**What you should do:** For each line below that contains the string "implements", copy that line.
'''
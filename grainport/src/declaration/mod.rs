//! Type discovery and endpoint generation.
//!
//! Runs once at bootstrap:
//!
//! ```text
//! ActorLibrary*  ──scan──►  ActorDeclaration*
//!                                │
//!                           synthesize
//!                                ▼
//!                        endpoint program (text)
//!                                │
//!                     EndpointCompiler::compile
//!                                ▼
//!                       Arc<EndpointModule>  ──bind──►  ActorType*
//! ```
//!
//! Binding lives in [`registry`](crate::registry); everything up to the
//! compiled module lives here.

pub mod compiler;
mod library;
mod synthesizer;
mod type_code;

pub use compiler::{
    codes, Diagnostic, EndpointAdapter, EndpointCompiler, EndpointInterface, EndpointModule,
    GeneratedType, Severity, WELL_KNOWN_IMPORTS,
};
pub use library::{ActorImplementation, ActorLibrary, ExportedType, LibraryLocation};
pub use synthesizer::synthesize;
pub use type_code::{ActorTypeCode, GENERATED_ROOT_NAMESPACE};

/// One discovered actor kind, as fed to the synthesizer.
///
/// Build-time only; discarded once the registry is bound.
#[derive(Debug, Clone)]
pub struct ActorDeclaration {
    code: ActorTypeCode,
    namespace: String,
    library: String,
    implementation: ActorImplementation,
}

impl ActorDeclaration {
    /// Declaration for an implementation exported by `library`.
    pub fn new(library: &ActorLibrary, implementation: &ActorImplementation) -> Self {
        let code = implementation.code().clone();
        Self {
            namespace: code.namespaces().join("."),
            code,
            library: library.import_path(),
            implementation: implementation.clone(),
        }
    }

    /// All concrete actors of `libraries`, in library then export order.
    pub fn scan(libraries: &[ActorLibrary]) -> Vec<Self> {
        libraries
            .iter()
            .flat_map(|library| {
                library
                    .scan()
                    .map(move |implementation| Self::new(library, implementation))
            })
            .collect()
    }

    /// Actor code.
    pub fn code(&self) -> &ActorTypeCode {
        &self.code
    }

    /// Generated namespace, e.g. `Fun.Foo.Bar`.
    pub fn namespace(&self) -> &str {
        &self.namespace
    }

    /// Generated adapter name.
    pub fn class_name(&self) -> &str {
        self.code.class_name()
    }

    /// Generated interface name (`I` + class name).
    pub fn interface_name(&self) -> String {
        format!("I{}", self.class_name())
    }

    /// Full name of the generated interface.
    pub fn interface_full_name(&self) -> String {
        format!("{}.{}", self.namespace, self.interface_name())
    }

    /// Full name of the generated adapter.
    pub fn adapter_full_name(&self) -> String {
        format!("{}.{}", self.namespace, self.class_name())
    }

    /// Import path of the exporting library.
    pub fn library(&self) -> &str {
        &self.library
    }

    /// The implementation behind the declaration.
    pub fn implementation(&self) -> &ActorImplementation {
        &self.implementation
    }
}
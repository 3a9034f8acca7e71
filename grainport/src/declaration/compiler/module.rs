//! Output of a successful compilation.

use std::collections::{BTreeMap, HashMap};

use crate::declaration::ActorTypeCode;

/// A generated endpoint interface.
#[derive(Debug, Clone, PartialEq, Eq)]
pub struct EndpointInterface {
    pub(super) full_name: String,
    pub(super) namespace: String,
    pub(super) name: String,
    pub(super) bases: Vec<String>,
}

impl EndpointInterface {
    /// Fully-qualified name, e.g. `Fun.Foo.IA`.
    pub fn full_name(&self) -> &str {
        &self.full_name
    }

    /// Enclosing namespace.
    pub fn namespace(&self) -> &str {
        &self.namespace
    }

    /// Simple name.
    pub fn name(&self) -> &str {
        &self.name
    }

    /// Resolved base interfaces.
    pub fn bases(&self) -> &[String] {
        &self.bases
    }
}

/// A generated endpoint adapter.
#[derive(Debug, Clone, PartialEq, Eq)]
pub struct EndpointAdapter {
    pub(super) full_name: String,
    pub(super) namespace: String,
    pub(super) name: String,
    pub(super) base_class: String,
    pub(super) interfaces: Vec<String>,
    pub(super) code: ActorTypeCode,
}

impl EndpointAdapter {
    /// Fully-qualified name, e.g. `Fun.Foo.A`.
    pub fn full_name(&self) -> &str {
        &self.full_name
    }

    /// Enclosing namespace.
    pub fn namespace(&self) -> &str {
        &self.namespace
    }

    /// Simple name.
    pub fn name(&self) -> &str {
        &self.name
    }

    /// Resolved base class.
    pub fn base_class(&self) -> &str {
        &self.base_class
    }

    /// Resolved interfaces implemented by the adapter.
    pub fn interfaces(&self) -> &[String] {
        &self.interfaces
    }

    /// Whether the adapter implements `interface` (full name).
    pub fn implements(&self, interface: &str) -> bool {
        self.interfaces.iter().any(|i| i == interface)
    }

    /// Actor code the adapter serves.
    pub fn code(&self) -> &ActorTypeCode {
        &self.code
    }
}

/// A type defined by the endpoint program.
#[derive(Debug, Clone, PartialEq, Eq)]
pub enum GeneratedType {
    /// `interface` declaration.
    Interface(EndpointInterface),
    /// `adapter` declaration.
    Adapter(EndpointAdapter),
}

impl GeneratedType {
    /// Fully-qualified name.
    pub fn full_name(&self) -> &str {
        match self {
            GeneratedType::Interface(interface) => interface.full_name(),
            GeneratedType::Adapter(adapter) => adapter.full_name(),
        }
    }
}

/// In-memory module produced by
/// [`EndpointCompiler::compile`](super::EndpointCompiler::compile).
///
/// Immutable once built; shared behind an `Arc` by every registered
/// [`ActorType`](crate::registry::ActorType).
#[derive(Debug, Clone)]
pub struct EndpointModule {
    pub(super) name: String,
    pub(super) references: Vec<String>,
    pub(super) types: BTreeMap<String, GeneratedType>,
    pub(super) codes: HashMap<ActorTypeCode, String>,
}

impl EndpointModule {
    /// Randomized module name.
    pub fn name(&self) -> &str {
        &self.name
    }

    /// Libraries the module was compiled against.
    pub fn references(&self) -> &[String] {
        &self.references
    }

    /// Look up any generated type by full name.
    pub fn get_type(&self, full_name: &str) -> Option<&GeneratedType> {
        self.types.get(full_name)
    }

    /// Look up a generated interface by full name.
    pub fn interface(&self, full_name: &str) -> Option<&EndpointInterface> {
        match self.types.get(full_name)? {
            GeneratedType::Interface(interface) => Some(interface),
            GeneratedType::Adapter(_) => None,
        }
    }

    /// Look up a generated adapter by full name.
    pub fn adapter(&self, full_name: &str) -> Option<&EndpointAdapter> {
        match self.types.get(full_name)? {
            GeneratedType::Adapter(adapter) => Some(adapter),
            GeneratedType::Interface(_) => None,
        }
    }

    /// The adapter serving `code`.
    pub fn adapter_for_code(&self, code: &str) -> Option<&EndpointAdapter> {
        self.adapter(self.codes.get(code)?)
    }

    /// All generated types, ordered by full name.
    pub fn types(&self) -> impl Iterator<Item = &GeneratedType> {
        self.types.values()
    }

    /// Number of generated types.
    pub fn len(&self) -> usize {
        self.types.len()
    }

    /// Whether the module defines no types.
    pub fn is_empty(&self) -> bool {
        self.types.is_empty()
    }
}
'''
**The completed task:**
    /// Whether the adapter implements `interface` (full name).
    pub fn implements(&self, interface: &str) -> bool {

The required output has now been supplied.